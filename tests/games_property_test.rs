//! Property tests for number guess, hangman and rock-paper-scissors.

use proptest::prelude::*;
use strictly_arcade::{
    HangmanConfig, HangmanDifficulty, HangmanState, Hint, MatchWinner, NumberGuessConfig,
    NumberGuessDifficulty, NumberGuessState, RoundResult, RpsConfig, RpsState, Throw, WORD_POOL,
};

#[test]
fn test_number_guess_scenario() {
    let state = NumberGuessState::with_secret(
        NumberGuessConfig::new(NumberGuessDifficulty::Normal),
        42,
    );
    assert_eq!(state.max(), 100);

    let state = state.guess(50);
    assert_eq!(state.hint(), Some(Hint::Lower));
    assert_eq!(state.tries(), 1);

    let state = state.guess(42);
    assert_eq!(state.hint(), Some(Hint::Correct));
    assert!(state.won());
    assert_eq!(state.tries(), 2);
}

fn throw() -> impl Strategy<Value = Throw> {
    prop_oneof![Just(Throw::Rock), Just(Throw::Paper), Just(Throw::Scissors)]
}

proptest! {
    #[test]
    fn number_guess_tries_only_count_in_range(
        secret in 1u32..=100,
        guesses in prop::collection::vec(-50i64..200, 0..40),
    ) {
        let mut state = NumberGuessState::with_secret(NumberGuessConfig::default(), secret);
        for n in guesses {
            let before = state.tries();
            let was_won = state.won();
            state = state.guess(n);

            prop_assert!(state.tries() >= before);
            if !(1..=100).contains(&n) || was_won {
                prop_assert_eq!(state.tries(), before);
            }
            if !was_won && n == i64::from(secret) {
                prop_assert_eq!(state.hint(), Some(Hint::Correct));
                prop_assert!(state.won());
            }
        }
    }

    #[test]
    fn hangman_wrong_bounded_and_finish_is_final(
        word in prop::sample::select(WORD_POOL),
        letters in prop::collection::vec(prop::char::range('a', 'z'), 0..40),
    ) {
        let mut state = HangmanState::with_word(HangmanConfig::new(HangmanDifficulty::Hard), word);
        for letter in letters {
            let before = state.clone();
            state = state.guess(&letter.to_string()).unwrap();

            prop_assert!(state.wrong() <= state.max_wrong());
            if before.finished() {
                prop_assert_eq!(&state, &before);
            }
        }
    }

    #[test]
    fn hangman_guessing_every_letter_wins(
        word in prop::sample::select(WORD_POOL),
    ) {
        let mut state = HangmanState::with_word(HangmanConfig::new(HangmanDifficulty::Easy), word);
        for letter in word.chars() {
            state = state.guess(&letter.to_string()).unwrap();
        }
        prop_assert!(state.won());
        prop_assert_eq!(state.masked(), word);
    }

    #[test]
    fn rps_rounds_and_target(
        target in 1u32..6,
        rounds in prop::collection::vec((throw(), throw()), 0..60),
    ) {
        let mut state = RpsState::new(RpsConfig::new(target));
        let mut ties = 0;
        for (player, ai) in rounds {
            if state.finished() {
                let frozen = state.clone();
                prop_assert!(state.clone().play_round(player, ai).is_err());
                prop_assert_eq!(&state, &frozen);
                continue;
            }
            state = state.play_round(player, ai).unwrap();
            if state.last_result() == Some(RoundResult::Tie) {
                ties += 1;
            }

            prop_assert_eq!(state.rounds(), state.player_score() + state.ai_score() + ties);
            let reached = state.player_score() == target || state.ai_score() == target;
            prop_assert_eq!(state.finished(), reached);
            prop_assert_eq!(state.winner() != MatchWinner::None, reached);
        }
    }
}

= = = =

All lines from the listing above that include "MatchWinner" should be shown.

== Exercise output ==
    HangmanConfig, HangmanDifficulty, HangmanState, Hint, MatchWinner, NumberGuessConfig,
            prop_assert_eq!(state.winner() != MatchWinner::None, reached);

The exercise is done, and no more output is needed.